## [Exercise input]

- Opening Delimiter -

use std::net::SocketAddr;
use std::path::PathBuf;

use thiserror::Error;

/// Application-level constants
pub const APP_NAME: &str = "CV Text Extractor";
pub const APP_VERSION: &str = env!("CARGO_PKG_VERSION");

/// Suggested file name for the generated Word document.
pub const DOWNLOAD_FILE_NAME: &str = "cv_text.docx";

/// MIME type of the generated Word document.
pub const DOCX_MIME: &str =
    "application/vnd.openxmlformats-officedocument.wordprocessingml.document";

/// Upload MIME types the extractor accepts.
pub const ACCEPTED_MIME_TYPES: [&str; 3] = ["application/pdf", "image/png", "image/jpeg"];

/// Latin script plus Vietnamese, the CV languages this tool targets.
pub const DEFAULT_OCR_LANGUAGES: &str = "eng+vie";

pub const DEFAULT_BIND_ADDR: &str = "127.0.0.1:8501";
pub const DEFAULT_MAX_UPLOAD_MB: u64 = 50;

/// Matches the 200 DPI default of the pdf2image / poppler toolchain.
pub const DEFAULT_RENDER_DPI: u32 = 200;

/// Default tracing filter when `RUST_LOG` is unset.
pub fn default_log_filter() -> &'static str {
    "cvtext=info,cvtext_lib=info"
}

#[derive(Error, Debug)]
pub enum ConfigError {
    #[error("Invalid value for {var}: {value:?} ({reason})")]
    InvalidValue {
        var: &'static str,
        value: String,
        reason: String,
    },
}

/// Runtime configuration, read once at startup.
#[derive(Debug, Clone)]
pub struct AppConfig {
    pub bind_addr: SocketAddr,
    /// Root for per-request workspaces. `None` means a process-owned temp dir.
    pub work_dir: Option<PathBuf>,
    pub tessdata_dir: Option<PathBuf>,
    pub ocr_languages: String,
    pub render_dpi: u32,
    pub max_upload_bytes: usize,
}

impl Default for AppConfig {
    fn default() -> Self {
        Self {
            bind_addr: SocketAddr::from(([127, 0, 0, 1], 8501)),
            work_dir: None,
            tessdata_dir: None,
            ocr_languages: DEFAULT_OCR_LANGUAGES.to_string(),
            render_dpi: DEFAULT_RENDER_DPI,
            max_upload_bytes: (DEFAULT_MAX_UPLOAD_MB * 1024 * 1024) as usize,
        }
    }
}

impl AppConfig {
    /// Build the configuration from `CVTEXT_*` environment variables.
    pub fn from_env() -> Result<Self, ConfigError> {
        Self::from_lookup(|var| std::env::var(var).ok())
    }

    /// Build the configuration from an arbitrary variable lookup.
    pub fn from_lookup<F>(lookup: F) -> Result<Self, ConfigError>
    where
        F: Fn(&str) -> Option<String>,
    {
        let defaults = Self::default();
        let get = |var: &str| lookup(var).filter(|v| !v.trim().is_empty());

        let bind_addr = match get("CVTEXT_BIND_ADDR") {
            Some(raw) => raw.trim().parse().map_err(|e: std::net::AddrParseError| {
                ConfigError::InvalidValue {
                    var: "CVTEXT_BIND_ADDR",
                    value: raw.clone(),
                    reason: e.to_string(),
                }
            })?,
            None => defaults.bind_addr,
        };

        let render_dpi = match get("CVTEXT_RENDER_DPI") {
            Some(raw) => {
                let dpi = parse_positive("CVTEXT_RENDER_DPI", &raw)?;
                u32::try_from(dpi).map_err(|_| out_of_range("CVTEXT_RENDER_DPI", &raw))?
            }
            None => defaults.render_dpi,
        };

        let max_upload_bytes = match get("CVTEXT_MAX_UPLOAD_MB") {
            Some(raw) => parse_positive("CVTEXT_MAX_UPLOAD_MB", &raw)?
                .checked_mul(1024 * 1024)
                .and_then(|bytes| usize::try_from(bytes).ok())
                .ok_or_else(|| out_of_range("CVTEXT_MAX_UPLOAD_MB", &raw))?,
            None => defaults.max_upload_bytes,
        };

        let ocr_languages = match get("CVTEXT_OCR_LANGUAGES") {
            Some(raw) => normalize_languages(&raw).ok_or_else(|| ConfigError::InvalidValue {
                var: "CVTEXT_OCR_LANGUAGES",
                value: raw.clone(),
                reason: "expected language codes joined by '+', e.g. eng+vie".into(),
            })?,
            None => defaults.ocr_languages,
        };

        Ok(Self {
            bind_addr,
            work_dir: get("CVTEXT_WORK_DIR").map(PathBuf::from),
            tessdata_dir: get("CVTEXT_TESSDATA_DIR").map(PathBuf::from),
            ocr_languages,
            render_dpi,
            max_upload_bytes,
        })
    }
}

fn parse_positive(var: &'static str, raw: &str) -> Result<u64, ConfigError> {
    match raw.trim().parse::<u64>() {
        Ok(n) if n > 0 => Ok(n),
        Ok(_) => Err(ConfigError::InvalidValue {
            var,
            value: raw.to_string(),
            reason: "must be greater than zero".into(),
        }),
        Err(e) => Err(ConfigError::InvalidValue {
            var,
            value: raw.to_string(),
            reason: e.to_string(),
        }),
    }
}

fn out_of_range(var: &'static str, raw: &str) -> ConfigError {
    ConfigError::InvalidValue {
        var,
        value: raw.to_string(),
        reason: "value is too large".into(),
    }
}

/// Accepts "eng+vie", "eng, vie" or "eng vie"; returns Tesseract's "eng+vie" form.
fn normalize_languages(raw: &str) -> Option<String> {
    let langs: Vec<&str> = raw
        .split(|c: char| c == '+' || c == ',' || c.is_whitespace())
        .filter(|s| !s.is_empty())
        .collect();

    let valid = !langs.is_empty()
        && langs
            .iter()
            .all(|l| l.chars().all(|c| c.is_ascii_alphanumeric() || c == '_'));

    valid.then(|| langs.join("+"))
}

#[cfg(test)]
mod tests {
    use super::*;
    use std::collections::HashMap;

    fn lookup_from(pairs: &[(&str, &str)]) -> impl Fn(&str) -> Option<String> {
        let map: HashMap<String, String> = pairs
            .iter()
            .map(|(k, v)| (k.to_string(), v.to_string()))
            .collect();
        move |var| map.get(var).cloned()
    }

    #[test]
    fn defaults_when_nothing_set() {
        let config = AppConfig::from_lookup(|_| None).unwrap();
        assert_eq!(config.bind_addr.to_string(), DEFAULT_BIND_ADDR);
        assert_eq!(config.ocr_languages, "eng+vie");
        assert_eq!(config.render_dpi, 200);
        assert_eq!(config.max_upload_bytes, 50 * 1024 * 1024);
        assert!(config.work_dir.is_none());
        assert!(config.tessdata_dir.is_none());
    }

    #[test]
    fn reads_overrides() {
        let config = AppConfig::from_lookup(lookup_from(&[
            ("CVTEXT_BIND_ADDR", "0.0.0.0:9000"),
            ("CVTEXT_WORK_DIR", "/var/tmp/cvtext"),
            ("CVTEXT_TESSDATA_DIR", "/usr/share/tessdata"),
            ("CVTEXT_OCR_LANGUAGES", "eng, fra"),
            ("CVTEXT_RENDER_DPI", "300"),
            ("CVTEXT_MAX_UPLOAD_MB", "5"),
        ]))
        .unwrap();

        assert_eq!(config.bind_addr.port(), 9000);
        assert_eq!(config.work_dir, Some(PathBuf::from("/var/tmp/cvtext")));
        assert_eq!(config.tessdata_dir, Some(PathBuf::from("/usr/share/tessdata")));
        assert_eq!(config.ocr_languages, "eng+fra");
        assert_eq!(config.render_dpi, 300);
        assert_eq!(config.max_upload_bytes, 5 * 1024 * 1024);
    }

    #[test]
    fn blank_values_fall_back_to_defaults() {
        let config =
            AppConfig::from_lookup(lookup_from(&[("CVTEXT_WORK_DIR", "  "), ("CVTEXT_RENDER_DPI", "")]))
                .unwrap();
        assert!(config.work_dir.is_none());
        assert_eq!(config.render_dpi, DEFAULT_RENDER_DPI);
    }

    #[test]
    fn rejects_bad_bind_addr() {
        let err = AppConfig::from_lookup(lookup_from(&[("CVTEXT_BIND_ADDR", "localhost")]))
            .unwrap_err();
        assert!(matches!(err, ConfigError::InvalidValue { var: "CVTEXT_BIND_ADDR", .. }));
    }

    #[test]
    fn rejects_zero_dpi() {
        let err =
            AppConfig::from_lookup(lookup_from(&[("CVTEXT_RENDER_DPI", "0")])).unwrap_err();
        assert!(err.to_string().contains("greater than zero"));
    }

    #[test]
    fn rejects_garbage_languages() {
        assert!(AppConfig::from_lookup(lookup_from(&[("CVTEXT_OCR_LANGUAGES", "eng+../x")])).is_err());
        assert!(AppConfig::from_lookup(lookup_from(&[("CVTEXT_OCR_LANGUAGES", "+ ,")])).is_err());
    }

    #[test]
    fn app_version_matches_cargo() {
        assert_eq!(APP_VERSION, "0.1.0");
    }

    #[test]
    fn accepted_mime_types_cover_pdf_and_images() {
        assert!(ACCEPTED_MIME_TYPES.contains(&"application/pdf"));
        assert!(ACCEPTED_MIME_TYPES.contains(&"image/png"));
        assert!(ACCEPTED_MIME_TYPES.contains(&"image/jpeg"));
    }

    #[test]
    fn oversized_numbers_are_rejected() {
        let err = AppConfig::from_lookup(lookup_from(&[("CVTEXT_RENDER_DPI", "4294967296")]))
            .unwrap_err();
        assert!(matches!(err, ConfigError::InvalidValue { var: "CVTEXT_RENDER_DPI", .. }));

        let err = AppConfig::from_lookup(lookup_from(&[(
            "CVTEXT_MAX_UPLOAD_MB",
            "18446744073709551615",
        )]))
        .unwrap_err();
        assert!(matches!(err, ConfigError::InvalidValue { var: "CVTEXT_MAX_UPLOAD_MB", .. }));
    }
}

- Closing Delimiter -
- Opening Delimiter -

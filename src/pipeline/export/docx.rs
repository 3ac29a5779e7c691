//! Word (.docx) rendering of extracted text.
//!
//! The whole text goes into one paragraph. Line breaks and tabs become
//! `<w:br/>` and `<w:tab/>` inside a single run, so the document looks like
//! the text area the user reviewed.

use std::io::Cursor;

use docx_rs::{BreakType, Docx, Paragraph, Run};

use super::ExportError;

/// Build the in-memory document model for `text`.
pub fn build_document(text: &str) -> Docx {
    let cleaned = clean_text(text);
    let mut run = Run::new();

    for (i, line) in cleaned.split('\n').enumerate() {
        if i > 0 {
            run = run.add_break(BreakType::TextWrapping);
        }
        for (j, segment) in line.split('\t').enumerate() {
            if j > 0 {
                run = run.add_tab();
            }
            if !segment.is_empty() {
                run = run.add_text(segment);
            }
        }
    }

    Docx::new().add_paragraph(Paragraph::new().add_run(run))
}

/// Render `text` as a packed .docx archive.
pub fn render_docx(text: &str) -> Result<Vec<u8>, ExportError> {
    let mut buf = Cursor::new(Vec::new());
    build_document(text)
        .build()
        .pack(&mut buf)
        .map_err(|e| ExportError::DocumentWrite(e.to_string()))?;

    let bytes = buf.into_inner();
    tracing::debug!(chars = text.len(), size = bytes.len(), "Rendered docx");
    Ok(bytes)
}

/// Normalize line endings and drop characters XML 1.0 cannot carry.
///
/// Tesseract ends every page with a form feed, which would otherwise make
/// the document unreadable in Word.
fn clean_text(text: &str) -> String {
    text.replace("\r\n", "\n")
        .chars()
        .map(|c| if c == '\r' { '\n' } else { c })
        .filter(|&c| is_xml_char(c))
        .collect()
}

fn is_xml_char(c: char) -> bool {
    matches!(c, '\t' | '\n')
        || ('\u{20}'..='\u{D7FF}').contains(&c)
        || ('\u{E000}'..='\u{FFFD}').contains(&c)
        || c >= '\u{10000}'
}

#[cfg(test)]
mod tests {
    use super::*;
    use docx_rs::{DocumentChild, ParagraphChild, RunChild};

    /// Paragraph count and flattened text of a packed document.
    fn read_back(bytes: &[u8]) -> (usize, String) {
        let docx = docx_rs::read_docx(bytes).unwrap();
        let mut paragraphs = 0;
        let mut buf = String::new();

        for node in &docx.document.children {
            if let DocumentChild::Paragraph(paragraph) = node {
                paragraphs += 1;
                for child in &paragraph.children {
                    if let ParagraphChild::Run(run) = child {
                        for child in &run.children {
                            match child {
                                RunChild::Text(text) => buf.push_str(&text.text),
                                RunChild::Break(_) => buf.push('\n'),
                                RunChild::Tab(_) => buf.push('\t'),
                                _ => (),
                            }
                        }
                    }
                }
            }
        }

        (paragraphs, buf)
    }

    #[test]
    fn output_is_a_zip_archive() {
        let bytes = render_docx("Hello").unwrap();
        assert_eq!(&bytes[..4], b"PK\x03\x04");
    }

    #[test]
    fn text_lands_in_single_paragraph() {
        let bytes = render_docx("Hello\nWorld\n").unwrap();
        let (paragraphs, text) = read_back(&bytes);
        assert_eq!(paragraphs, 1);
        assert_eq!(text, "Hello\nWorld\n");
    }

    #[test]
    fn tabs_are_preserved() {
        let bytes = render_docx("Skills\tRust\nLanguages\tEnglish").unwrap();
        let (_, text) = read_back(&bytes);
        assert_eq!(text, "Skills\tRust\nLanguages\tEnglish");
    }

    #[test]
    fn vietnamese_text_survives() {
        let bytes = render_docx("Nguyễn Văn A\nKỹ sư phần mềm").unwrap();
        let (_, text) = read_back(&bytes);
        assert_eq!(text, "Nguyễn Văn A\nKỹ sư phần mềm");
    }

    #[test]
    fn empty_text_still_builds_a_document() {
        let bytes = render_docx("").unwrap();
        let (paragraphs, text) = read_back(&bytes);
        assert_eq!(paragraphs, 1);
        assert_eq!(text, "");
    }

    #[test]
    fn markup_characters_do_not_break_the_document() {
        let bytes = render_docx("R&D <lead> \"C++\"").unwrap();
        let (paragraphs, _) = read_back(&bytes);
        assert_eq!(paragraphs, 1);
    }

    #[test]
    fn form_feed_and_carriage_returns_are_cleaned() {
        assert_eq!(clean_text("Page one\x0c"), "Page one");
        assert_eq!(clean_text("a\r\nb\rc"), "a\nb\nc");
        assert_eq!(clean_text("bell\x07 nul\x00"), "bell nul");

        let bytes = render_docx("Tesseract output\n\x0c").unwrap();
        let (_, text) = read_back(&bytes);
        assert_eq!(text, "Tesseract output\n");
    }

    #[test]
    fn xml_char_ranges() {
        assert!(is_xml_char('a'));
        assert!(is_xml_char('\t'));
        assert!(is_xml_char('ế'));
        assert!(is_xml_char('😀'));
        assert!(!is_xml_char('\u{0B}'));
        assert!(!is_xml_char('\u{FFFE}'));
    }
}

- Closing Delimiter -
- Opening Delimiter -

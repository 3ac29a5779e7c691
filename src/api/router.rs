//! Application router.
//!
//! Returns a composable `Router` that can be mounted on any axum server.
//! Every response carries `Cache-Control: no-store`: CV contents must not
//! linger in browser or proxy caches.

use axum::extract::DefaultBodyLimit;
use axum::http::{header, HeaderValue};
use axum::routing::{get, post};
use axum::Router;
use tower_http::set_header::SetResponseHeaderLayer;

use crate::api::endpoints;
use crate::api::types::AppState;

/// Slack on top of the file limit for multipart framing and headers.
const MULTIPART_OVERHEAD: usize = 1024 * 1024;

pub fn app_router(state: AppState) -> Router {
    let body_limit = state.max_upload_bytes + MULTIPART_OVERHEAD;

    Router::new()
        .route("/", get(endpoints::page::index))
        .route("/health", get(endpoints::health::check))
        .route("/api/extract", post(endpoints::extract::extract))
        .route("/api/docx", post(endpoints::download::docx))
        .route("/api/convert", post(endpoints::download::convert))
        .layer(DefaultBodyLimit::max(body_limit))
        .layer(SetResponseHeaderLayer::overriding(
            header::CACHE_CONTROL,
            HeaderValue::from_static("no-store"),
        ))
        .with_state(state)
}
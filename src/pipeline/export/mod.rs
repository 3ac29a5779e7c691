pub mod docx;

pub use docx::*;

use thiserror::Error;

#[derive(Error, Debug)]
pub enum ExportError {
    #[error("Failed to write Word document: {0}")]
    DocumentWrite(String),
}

- Closing Delimiter -

## [Brief]
Collect the lines of the records that include the string "usize".

## [Finished task]
    pub max_upload_bytes: usize,
            max_upload_bytes: (DEFAULT_MAX_UPLOAD_MB * 1024 * 1024) as usize,
                .and_then(|bytes| usize::try_from(bytes).ok())
    fn read_back(bytes: &[u8]) -> (usize, String) {
const MULTIPART_OVERHEAD: usize = 1024 * 1024;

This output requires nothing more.